The Seilern Triptych (also known as Entombment), variously dated c. 1410-15 or c. 1420–25, is a large oil and gold leaf on panel, fixed winged triptych altarpiece generally attributed to the Early Netherlandish painter Robert Campin. It is the earliest of two known triptychs attributed to him, although the outer wing panels paintings are lost. The work details the events of Christ's passion, with iconography associated with the liturgy of Holy Week. The panels, which should be read from left to right, detail three stations of the cycle of the Passion of Jesus; the crucifixion, the burial and the resurrection.

Campin was one of the very early founders of the Northern Renaissance, and was famed and successful in his lifetime for his breakthrough use of oil paints, but was largely forgotten during the early and early-modern period.
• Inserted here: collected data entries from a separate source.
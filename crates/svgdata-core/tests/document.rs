use svgdata_core::model::Circle;
use svgdata_core::path::{Command, PathCommand};
use svgdata_core::{
    Element, Node, ParseError, PathData, Point, Registry, SVG_NS, parse_document,
    parse_document_with, render_document,
};

fn render_str(root: &Node, pretty: bool) -> String {
    String::from_utf8(render_document(root, pretty).expect("render")).expect("utf8")
}

#[test]
fn modeled_tree_round_trips() {
    let mut group = Node::group();
    group
        .set_attr("class", "shapes")
        .add_child(Node::circle(Point::new(10.0, 20.0), 2.5))
        .add_child(Node::rect(1.0, 2.0, 30.0, 40.0));
    let mut root = Node::root();
    root.set_attr("width", "100")
        .add_child(Node::style("circle { fill: red; }"))
        .add_child(group);

    let reparsed = parse_document(&render_document(&root, true).expect("render")).expect("parse");
    assert_eq!(reparsed, root);
}

#[test]
fn unknown_element_keeps_its_attributes() {
    let doc = format!(r#"<svg xmlns="{SVG_NS}"><foo bar="baz"/></svg>"#);
    let root = parse_document(doc.as_bytes()).expect("parse");
    let foo = &root.children()[0];
    assert_eq!(foo.tag(), "foo");
    assert_eq!(foo.element(), &Element::Unknown);
    assert_eq!(foo.attrs().len(), 1);
    assert_eq!(foo.attrs().get("bar"), Some("baz"));

    let out = render_str(&root, false);
    assert!(out.contains(r#"<foo bar="baz"/>"#), "{out}");
}

#[test]
fn rect_without_size_is_rejected() {
    let doc = format!(r#"<svg xmlns="{SVG_NS}"><rect x="0" y="0"/></svg>"#);
    let err = parse_document(doc.as_bytes()).unwrap_err();
    assert!(
        matches!(err, ParseError::MissingAttribute { ref element, .. } if element == "rect"),
        "{err}"
    );
}

#[test]
fn missing_namespace_is_rejected() {
    let err = parse_document(b"<svg><circle r=\"1\"/></svg>").unwrap_err();
    assert!(
        matches!(err, ParseError::Namespace { found: None, .. }),
        "{err}"
    );

    let err = parse_document(br#"<svg xmlns="urn:other"/>"#).unwrap_err();
    assert!(
        matches!(err, ParseError::Namespace { found: Some(ref ns), .. } if ns == "urn:other"),
        "{err}"
    );
}

#[test]
fn input_without_elements_has_no_root() {
    let docs: [&[u8]; 2] = [b"", b"<?xml version=\"1.0\"?>\n<!-- nothing -->\n"];
    for doc in docs {
        assert!(matches!(
            parse_document(doc),
            Err(ParseError::NoRootElement)
        ));
    }
}

#[test]
fn path_data_is_normalized_on_output() {
    let doc = format!(r#"<svg xmlns="{SVG_NS}"><path d="M 10,10 L 20,20 L 30,10 Z"/></svg>"#);
    let root = parse_document(doc.as_bytes()).expect("parse");
    let Element::Path(path) = root.children()[0].element() else {
        panic!("expected a path element");
    };
    assert_eq!(path.subpaths().len(), 1);
    assert_eq!(path.subpaths()[0].end(), Point::new(10.0, 10.0));

    let out = render_str(&root, false);
    assert!(out.contains(r#"<path d="M10 10L20 20L30 10Z"/>"#), "{out}");
}

#[test]
fn invalid_path_data_fails_the_parse() {
    let doc = format!(r#"<svg xmlns="{SVG_NS}"><path d="M0 0 Q1 2 3"/></svg>"#);
    assert!(matches!(
        parse_document(doc.as_bytes()),
        Err(ParseError::InvalidPath { attribute: "d", .. })
    ));
}

#[test]
fn collaborator_built_tree_renders() {
    let path = PathData::from_commands([
        PathCommand::new(Command::MOVE_TO, vec![0.0, 0.0]).expect("move"),
        PathCommand::new(Command::LINE_TO, vec![5.0, 0.5]).expect("line"),
        PathCommand::new(Command::CLOSE_PATH, vec![]).expect("close"),
    ]);
    let mut root = Node::root();
    root.add_child(Node::path(path))
        .add_child(Node::polyline(vec![Point::new(0.0, 0.0), Point::new(1.0, 2.0)]))
        .add_child(Node::rect_from_bounds(Point::new(1.0, 1.0), Point::new(3.0, 4.0)));

    let expected = "<?xml version=\"1.0\" encoding=\"utf-8\"?>\n\
        <svg xmlns=\"http://www.w3.org/2000/svg\">\n  \
        <path d=\"M0 0L5 0.5Z\"/>\n  \
        <polyline points=\"0,0 1,2\"/>\n  \
        <rect height=\"3\" width=\"2\" x=\"1\" y=\"1\"/>\n\
        </svg>";
    assert_eq!(render_str(&root, true), expected);
}

#[test]
fn custom_registry_controls_element_kinds() {
    let mut registry = Registry::new(SVG_NS);
    registry.register("svg", Node::root);
    registry.register("dot", || Node::circle(Point::default(), 0.0));

    let doc = format!(r#"<svg xmlns="{SVG_NS}"><dot r="4"/><circle r="4"/></svg>"#);
    let root = parse_document_with(doc.as_bytes(), &registry).expect("parse");

    assert_eq!(root.children()[0].tag(), "dot");
    assert_eq!(
        root.children()[0].element(),
        &Element::Circle(Circle {
            center: Point::default(),
            radius: 4.0
        })
    );
    // Not registered here, so the attribute stays raw.
    assert_eq!(root.children()[1].element(), &Element::Unknown);
    assert_eq!(root.children()[1].attrs().get("r"), Some("4"));
}

#[test]
fn units_are_resolved_to_pixels() {
    let doc = format!(r#"<svg xmlns="{SVG_NS}"><circle cx="1in" cy="72pt" r="2.54cm"/></svg>"#);
    let root = parse_document(doc.as_bytes()).expect("parse");
    let Element::Circle(circle) = root.children()[0].element() else {
        panic!("expected a circle");
    };
    assert_eq!(circle.center, Point::new(96.0, 96.0));
    assert!((circle.radius - 96.0).abs() < 1e-9);
}

#[test]
fn rect_with_unparsable_size_is_rejected() {
    let doc = format!(r#"<svg xmlns="{SVG_NS}"><rect width="abc" height="5"/></svg>"#);
    let err = parse_document(doc.as_bytes()).unwrap_err();
    assert!(
        matches!(
            err,
            ParseError::MissingAttribute {
                attribute: "width",
                source: Some(_),
                ..
            }
        ),
        "{err}"
    );
}

#[test]
fn out_of_range_numbers_fail_the_parse() {
    let doc = format!(r#"<svg xmlns="{SVG_NS}"><circle r="1e400"/></svg>"#);
    assert!(matches!(
        parse_document(doc.as_bytes()),
        Err(ParseError::InvalidLength { attribute: "r", .. })
    ));

    let doc = format!(r#"<svg xmlns="{SVG_NS}"><path d="M1e400 0 L1 1"/></svg>"#);
    assert!(matches!(
        parse_document(doc.as_bytes()),
        Err(ParseError::InvalidPath { attribute: "d", .. })
    ));
}

#[test]
fn extreme_numbers_survive_a_round_trip() {
    let doc = format!(
        r#"<svg xmlns="{SVG_NS}"><path d="M1.7976931348623157e308 -4.9e-324 l+.5e-3 1E+2"/><circle r="1e300" cx="-1e-300"/></svg>"#
    );
    let root = parse_document(doc.as_bytes()).expect("parse");
    let out = render_document(&root, false).expect("render");
    assert_eq!(parse_document(&out).expect("reparse"), root);
}

#[test]
fn empty_geometry_renders_without_attributes() {
    let doc = format!(r#"<svg xmlns="{SVG_NS}"><path/><polyline/><polygon points=""/></svg>"#);
    let root = parse_document(doc.as_bytes()).expect("parse");
    let out = render_str(&root, false);
    assert!(out.contains("<path/><polyline/><polygon/>"), "{out}");
}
He was rediscovered during the late 19th century and has since been described as one of the most significant religious painters of the 15th century. Although Campin's life is relatively well documented for the time, there are no surviving records of this commission, and at 60 x 48.9 cm it is too small to have functioned as a church altarpiece - possibly it was intended for private devotion. The triptych represents one of the earliest extant Flemish paintings. Its iconography is related to the Depositio and Elevatio liturgical ceremonies.
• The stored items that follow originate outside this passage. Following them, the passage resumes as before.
use std::collections::BTreeMap;
use std::fs;
use std::path::Path;
use std::str::FromStr;

use crossterm::event::KeyCode;
use geojson::GeoJson;
use tracing::info;

use crate::config::AtlasConfig;
use crate::error::AtlasError;
use crate::loader;
use crate::map_draw::MapView;
use crate::metric::{MetricDataset, MetricRecord};
use crate::plot_values::{self, MapValues};
use crate::reconcile::{self, CodeConverter, PlotCountries};

/// Which key space joins the plot countries to the GDP data.
#[derive(Clone, Copy, Debug, PartialEq, Eq)]
pub enum MatchMode {
    Name,
    Code,
}

impl MatchMode {
    pub fn label(self) -> &'static str {
        match self {
            MatchMode::Name => "by name",
            MatchMode::Code => "by code",
        }
    }

    fn toggled(self) -> Self {
        match self {
            MatchMode::Name => MatchMode::Code,
            MatchMode::Code => MatchMode::Name,
        }
    }
}

pub struct AppState {
    pub config: AtlasConfig,
    pub view: MapView,
    pub plot_countries: PlotCountries,
    /// plot codes in display order, for the list panel
    pub codes: Vec<String>,
    pub selected: usize,
    pub mode: MatchMode,
    pub year: i32,
    pub values: MapValues,
    pub info: String,
    by_name: MetricDataset,
    by_code: MetricDataset,
    converter: CodeConverter,
    /// current plot code → metric key mapping for the active mode
    matched: BTreeMap<String, String>,
}

impl AppState {
    const HELP_TEXT: &'static str = "\
←/→: year  ±1
[/]: year ±10
↑/↓: move in country list
m: toggle match mode
q: quit";

    pub fn new(data_dir: &str) -> Result<Self, AtlasError> {
        let dir = Path::new(data_dir);
        let config = AtlasConfig::load(dir);

        let raw = GeoJson::from_str(&fs::read_to_string(dir.join("world.geojson"))?)?;
        let view = MapView::new(raw)?;
        let plot_countries = view.plot_countries();
        let codes: Vec<String> = plot_countries.keys().cloned().collect();
        info!(countries = codes.len(), "loaded plot country set");

        let gdp_path = dir.join(&config.gdp.gdp_file);
        let by_name = MetricDataset::from_rows(
            &loader::load_nested(
                &gdp_path,
                &config.gdp.country_name,
                config.gdp.separator,
                config.gdp.quote,
            )?,
            &config.gdp,
        );
        let by_code = MetricDataset::from_rows(
            &loader::load_nested(
                &gdp_path,
                &config.gdp.country_code,
                config.gdp.separator,
                config.gdp.quote,
            )?,
            &config.gdp,
        );

        info!(by_name = by_name.len(), by_code = by_code.len(), "built metric datasets");

        let table = loader::load_flat(
            dir.join(&config.codes.code_file),
            &config.codes.plot_codes,
            &config.codes.data_codes,
            config.codes.separator,
            config.codes.quote,
        )?;
        let converter = CodeConverter::new(&table);

        let year = config.gdp.max_year;
        let mut state = Self {
            config,
            view,
            plot_countries,
            codes,
            selected: 0,
            mode: MatchMode::Code,
            year,
            values: MapValues::default(),
            info: String::new(),
            by_name,
            by_code,
            converter,
            matched: BTreeMap::new(),
        };
        state.recompute();
        Ok(state)
    }

    fn dataset(&self) -> &MetricDataset {
        match self.mode {
            MatchMode::Name => &self.by_name,
            MatchMode::Code => &self.by_code,
        }
    }

    /// Re-partitions the plot set for the current year and mode.
    fn recompute(&mut self) {
        let (matched, unmatched) = match self.mode {
            MatchMode::Name => {
                reconcile::reconcile_by_name(&self.plot_countries, &self.by_name)
            }
            MatchMode::Code => reconcile::reconcile_by_code(
                &self.plot_countries,
                &self.converter,
                &self.by_code,
            ),
        };
        self.values =
            plot_values::build_map_values(&matched, &unmatched, self.dataset(), self.year);
        self.matched = matched;
        self.info = format!(
            "GDP {} ({}) in log10 scale\n\n{} resolved\n{} unmatched\n{} without data\n\n{}",
            self.year,
            self.mode.label(),
            self.values.resolved.len(),
            self.values.unmatched.len(),
            self.values.no_data.len(),
            Self::HELP_TEXT,
        );
    }

    pub fn selected_code(&self) -> Option<&str> {
        self.codes.get(self.selected).map(String::as_str)
    }

    pub fn selected_name(&self) -> Option<&str> {
        self.selected_code()
            .and_then(|code| self.plot_countries.get(code))
            .map(String::as_str)
    }

    fn selected_record(&self) -> Option<&MetricRecord> {
        let code = self.selected_code()?;
        let key = self.matched.get(code)?;
        self.dataset().get(key)
    }

    /// (year, raw value) points of the selected country, for the chart.
    pub fn selected_series(&self) -> Vec<(i32, f64)> {
        self.selected_record()
            .map(|r| r.series_points())
            .unwrap_or_default()
    }

    /// Latest recorded (year, value) of the selected country.
    pub fn selected_latest(&self) -> Option<(i32, f64)> {
        self.selected_series().last().copied()
    }

    fn set_year(&mut self, year: i32) {
        let clamped = year.clamp(self.config.gdp.min_year, self.config.gdp.max_year);
        if clamped != self.year {
            self.year = clamped;
            self.recompute();
        }
    }

    /// Returns true when the app should exit.
    pub fn handle_input(&mut self, key: KeyCode) -> bool {
        use KeyCode::*;
        match key {
            Char('q') => return true,
            Left => self.set_year(self.year - 1),
            Right => self.set_year(self.year + 1),
            Char('[') | PageDown => self.set_year(self.year - 10),
            Char(']') | PageUp => self.set_year(self.year + 10),
            Char('m') => {
                self.mode = self.mode.toggled();
                self.recompute();
            }
            Up => {
                if self.selected > 0 {
                    self.selected -= 1;
                }
            }
            Down => {
                if self.selected + 1 < self.codes.len() {
                    self.selected += 1;
                }
            }
            _ => {}
        }
        false
    }
}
The influence of the Seilern Triptych is discernible in works by major artists, including Rogier van der Weyden, Dieric Bouts, Quentin Massys, and Peter Paul Rubens. It is named after its former owner, the Count of Seilern, who bequeathed it to the Courtauld Institute on his death in 1978. The triptych is today housed at the Courtauld Institute, London.

==Description==
The triptych may have functioned as a funerary altarpiece for a church or, given its relatively compact size, for private devotion. There are no paintings on the exterior, although there may originally have been so. If the work was used in a church, the wings would have been closed except for special occasions such as funerals and Church holidays.

Each of the gold-leaf backgrounds contains wrapping vines, symbols of Christ and painted red currants, both symbols of Christ, the vines of the wine of the Eucharist. The centre panel is double-arched. It is to be read narratively from left to right, with panels showing the crucifixion, entombment and resurrection of Christ. Each of the panels emphasised a different part of the pictorial space; the left-hand panel is focused on the foreground and far background, the centre panel with the foreground, and the right-hand panel with the mid-ground. There are a number of unifying elements across the panels, including the strong use of a deep red and the presence of a dog in each of the wings.

===Left hand panel===
The left panel shows the crucifixion scene, but in the aftermath of the Descent from the Cross, suggested by the ladder resting against the central, empty cross. Especial detail is given to the thieves hanging in torment in the left-hand panel, still alive, bound by rope to their crosses and left there even after Christ has been brought down and laid to his tomb. The landscape outlines the hill of Golgotha. It is not especially detailed and lacks perspective.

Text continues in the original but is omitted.